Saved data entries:
..............................

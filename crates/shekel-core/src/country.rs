//! Country records: the loose upstream shape and the canonical stored shape.

use std::collections::{BTreeMap, BTreeSet};

use chrono::{DateTime, Utc};
use serde::{Deserialize, Serialize};
use serde_json::Value;

use crate::CurrencyCode;

// ─── Upstream payload ────────────────────────────────────────────────────────

/// One record from the country source, exactly as received.
///
/// Every field is optional and untyped: upstream payloads are heterogeneous,
/// and the transformer applies an explicit default-or-skip policy per field.
#[derive(Debug, Clone, Default, PartialEq, Serialize, Deserialize)]
pub struct RawCountry {
  /// Either a plain string or an object with `common` / `official` members.
  #[serde(default)]
  pub name:       Option<Value>,
  #[serde(default)]
  pub capital:    Option<Value>,
  #[serde(default)]
  pub continents: Option<Value>,
  /// Either an object keyed by currency code or an array of codes.
  #[serde(default)]
  pub currencies: Option<Value>,
  #[serde(default, rename = "unMember")]
  pub un_member:  Option<Value>,
  #[serde(default)]
  pub population: Option<Value>,
  #[serde(default)]
  pub timezones:  Option<Value>,
}

// ─── Canonical record ────────────────────────────────────────────────────────

/// A normalized country, ready to be upserted.
#[derive(Debug, Clone, PartialEq, Eq, Serialize, Deserialize)]
pub struct Country {
  /// Display name with whitespace collapsed. Never empty when produced by
  /// the transformer.
  pub name:          String,
  pub capitals:      Vec<String>,
  pub continent:     String,
  pub currencies:    BTreeSet<CurrencyCode>,
  pub is_un_member:  bool,
  pub population:    u64,
  /// `{offset label: local wall-clock time}` captured at fetch time.
  pub timezone_info: BTreeMap<String, String>,
}

impl Country {
  /// The natural key this record is upserted under.
  pub fn key(&self) -> String { natural_key(&self.name) }
}

/// A country as persisted, with store-assigned timestamps.
#[derive(Debug, Clone, Serialize, Deserialize)]
pub struct StoredCountry {
  pub country:    Country,
  pub created_at: DateTime<Utc>,
  pub updated_at: DateTime<Utc>,
}

/// Collapse whitespace runs to single spaces and trim the ends.
pub fn normalize_name(name: &str) -> String {
  name.split_whitespace().collect::<Vec<_>>().join(" ")
}

/// Case- and whitespace-normalized form of a country name.
pub fn natural_key(name: &str) -> String { normalize_name(name).to_lowercase() }

// ─── Skips ───────────────────────────────────────────────────────────────────

/// Why a raw record produced no [`Country`].
#[derive(Debug, Clone, PartialEq, Eq, Serialize, Deserialize)]
#[serde(tag = "reason", rename_all = "snake_case")]
pub enum SkipReason {
  MissingName,
  /// Another record earlier in the same batch had the same natural key.
  DuplicateName { key: String },
}

/// A raw record the transformer refused, with its position in the input.
#[derive(Debug, Clone, PartialEq, Eq, Serialize, Deserialize)]
pub struct SkippedRecord {
  pub index:  usize,
  #[serde(flatten)]
  pub reason: SkipReason,
}
impl RateSource for FakeRates {
  type Error = FakeError;

  fn name(&self) -> &str { "fake-rates" }

  async fn fetch_rate(&self, base: CurrencyCode, quote: CurrencyCode) -> Result<Option<Decimal>, FakeError> {
    assert_eq!(quote, shekel_core::ILS);
    *self.calls.lock().unwrap().entry(base).or_default() += 1;
    if let Some(gate) = &self.gate {
      gate.notified().await;
    }

    let now = self.in_flight.fetch_add(1, Ordering::SeqCst) + 1;
    self.peak.fetch_max(now, Ordering::SeqCst);
    if !self.latency.is_zero() {
      tokio::time::sleep(self.latency).await;
    }
    self.in_flight.fetch_sub(1, Ordering::SeqCst);

    if self.failing.contains(&base) {
      return Err(FakeError(format!("{base}: 503 service unavailable")));
    }
    Ok(self.table.get(&base).copied())
  }
}

// ─── Helpers ─────────────────────────────────────────────────────────────────

pub fn code(s: &str) -> CurrencyCode { CurrencyCode::parse(s).unwrap() }

pub fn today() -> NaiveDate { Utc::now().date_naive() }

pub fn fast_retry() -> RetryPolicy {
  RetryPolicy {
    max_attempts: 3,
    base_delay:   Duration::from_millis(1),
    max_delay:    Duration::from_millis(4),
    call_timeout: Duration::from_secs(2),
  }
}

struct Harness {
  pipeline:  Pipeline<SqliteStore, FakeCountries, FakeRates>,
  store:     Arc<SqliteStore>,
  countries: Arc<FakeCountries>,
  rates:     Arc<FakeRates>,
  shutdown:  watch::Sender<bool>,
}

async fn harness(countries: FakeCountries, rates: FakeRates) -> Harness {
  harness_with(countries, rates, fast_retry()).await
}
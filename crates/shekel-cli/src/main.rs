//! `shekel`: load the country catalog and shekel exchange rates into SQLite.
//!
//! # Usage
//!
//! ```
//! shekel setup                      # countries, then rates
//! shekel rates --json
//! shekel --config /etc/shekel.toml schedule --initial-load
//! shekel health                     # non-zero exit when unhealthy
//! ```

mod settings;

use std::{path::PathBuf, sync::Arc};

use anyhow::{Context as _, Result, bail};
use chrono::Utc;
use clap::{Parser, Subcommand};
use serde::Serialize;
use settings::Settings;
use shekel_core::store::CatalogStore as _;
use shekel_pipeline::{
  HealthReport, InitialLoadSummary, JobKind, JobSummary, Orchestrator, Pipeline, RunOutcome,
};
use shekel_sources::{FrankfurterClient, RestCountriesClient};
use shekel_store_sqlite::SqliteStore;
use tokio::sync::watch;
use tracing::level_filters::LevelFilter;
use tracing_subscriber::EnvFilter;

// ─── CLI args ─────────────────────────────────────────────────────────────────

#[derive(Parser, Debug)]
#[command(name = "shekel", author, version, about = "Country catalog and ILS exchange-rate loader")]
struct Cli {
  /// Path to the TOML configuration file.
  #[arg(short, long, value_name = "FILE", default_value = "shekel.toml")]
  config: PathBuf,

  /// Default log level; `RUST_LOG` directives take precedence.
  #[arg(long, value_name = "LEVEL", default_value_t = LevelFilter::INFO)]
  log_level: LevelFilter,

  /// Print summaries as JSON.
  #[arg(long, global = true)]
  json: bool,

  #[command(subcommand)]
  command: Command,
}

#[derive(Subcommand, Debug)]
enum Command {
  /// Fetch the country catalog and upsert it.
  Countries,
  /// Resolve today's rate for every currency used by a stored country.
  Rates,
  /// Initial load: the countries job, then the rates job.
  Setup,
  /// Run both jobs on their schedules until interrupted.
  Schedule {
    /// Run the initial load before the first scheduled firing.
    #[arg(long)]
    initial_load: bool,
  },
  /// Show stored row counts.
  Status,
  /// Check the store and both sources; exits non-zero when unhealthy.
  Health,
}

#[derive(Serialize)]
struct Status {
  countries:   u64,
  rates:       u64,
  rates_today: usize,
}

// ─── Entry point ──────────────────────────────────────────────────────────────

#[tokio::main]
async fn main() -> Result<()> {
  let cli = Cli::parse();

  tracing_subscriber::fmt()
    .with_env_filter(
      EnvFilter::builder()
        .with_default_directive(cli.log_level.into())
        .from_env_lossy(),
    )
    .init();

  let settings = Settings::load(&cli.config)?;

  let store = SqliteStore::open(&settings.store_path)
    .await
    .with_context(|| format!("failed to open store at {:?}", settings.store_path))?;
  let store = Arc::new(store);

  let countries = RestCountriesClient::new(settings.sources.countries_url.clone(), settings.timeout())
    .context("failed to build country source")?;
  let rates = FrankfurterClient::new(settings.sources.rates_url.clone(), settings.timeout())
    .context("failed to build rate source")?;

  let (shutdown_tx, shutdown_rx) = watch::channel(false);
  tokio::spawn(async move {
    if tokio::signal::ctrl_c().await.is_ok() {
      tracing::info!("shutdown requested");
      let _ = shutdown_tx.send(true);
    }
  });

  let pipeline = Pipeline::new(
    Arc::clone(&store),
    Arc::new(countries),
    Arc::new(rates),
    settings.pipeline_options(),
    shutdown_rx.clone(),
  );
  let orchestrator = Arc::new(Orchestrator::new(pipeline));

  match cli.command {
    Command::Countries => {
      let outcome = orchestrator
        .trigger(JobKind::Countries)
        .await
        .context("countries job failed")?;
      report_job(outcome, cli.json)
    }
    Command::Rates => {
      let outcome = orchestrator
        .trigger(JobKind::Rates)
        .await
        .context("rates job failed")?;
      report_job(outcome, cli.json)
    }
    Command::Setup => {
      let outcome = orchestrator.initial_load().await.context("initial load failed")?;
      report_initial_load(outcome, cli.json)
    }
    Command::Schedule { initial_load } => {
      if initial_load {
        // In scheduler mode a failed run is logged, never fatal.
        match orchestrator.initial_load().await {
          Ok(outcome) => report_initial_load(outcome, cli.json)?,
          Err(e) => tracing::error!(error = %e, "initial load failed"),
        }
      }
      orchestrator.run(settings.schedule, shutdown_rx).await;
      Ok(())
    }
    Command::Status => status(&store, cli.json).await,
    Command::Health => health(orchestrator.check_health().await, cli.json),
  }
}

// ─── Output ───────────────────────────────────────────────────────────────────

async fn status(store: &SqliteStore, json: bool) -> Result<()> {
  let today = Utc::now().date_naive();
  let status = Status {
    countries:   store.count_countries().await.context("failed to count countries")?,
    rates:       store.count_rates().await.context("failed to count rates")?,
    rates_today: store.rates_on(today).await.context("failed to read rates")?.len(),
  };

  if json {
    println!("{}", serde_json::to_string_pretty(&status)?);
  } else {
    println!("countries:    {}", status.countries);
    println!("rates:        {}", status.rates);
    println!("rates ({today}): {}", status.rates_today);
  }
  Ok(())
}

fn health(report: HealthReport, json: bool) -> Result<()> {
  if json {
    println!("{}", serde_json::to_string_pretty(&report)?);
  } else {
    println!("overall: {}", report.overall);
    for check in &report.checks {
      let state = if check.healthy { "ok" } else { "FAILED" };
      let kind = if check.critical { "critical" } else { "optional" };
      print!("  {:<18} {state:<6} {kind:<8} {}ms", check.name, check.duration_ms);
      match &check.error {
        Some(error) => println!("  {error}"),
        None => println!(),
      }
    }
  }
  if report.is_unhealthy() {
    bail!("health check failed: {}", report.overall);
  }
  Ok(())
}

fn report_job(outcome: RunOutcome, json: bool) -> Result<()> {
  let RunOutcome::Completed(summary) = outcome else {
    println!("job already running; skipped");
    return Ok(());
  };
  if json {
    println!("{}", serde_json::to_string_pretty(&summary)?);
  } else {
    print_summary(&summary);
  }
  Ok(())
}

fn report_initial_load(outcome: RunOutcome<InitialLoadSummary>, json: bool) -> Result<()> {
  let RunOutcome::Completed(summary) = outcome else {
    println!("a job is already running; initial load skipped");
    return Ok(());
  };
  if json {
    println!("{}", serde_json::to_string_pretty(&summary)?);
  } else {
    print_summary(&summary.countries);
    print_summary(&summary.rates);
  }
  Ok(())
}

fn print_summary(summary: &JobSummary) {
  println!(
    "{}: fetched {}, inserted {}, updated {}, skipped {}, failed {}",
    summary.job,
    summary.fetched,
    summary.inserted,
    summary.updated,
    summary.skipped.len(),
    summary.failed(),
  );
  for row in &summary.failed_rows {
    println!("  row {}: {}", row.key, row.reason);
  }
  for lookup in &summary.failed_lookups {
    println!("  {}: {:?}", lookup.code, lookup.failure);
  }
}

..............................

_PROBLEM:_ How many lines in the records above contain the string "watch"? State the number and nothing more.

_OUTPUT:_ 3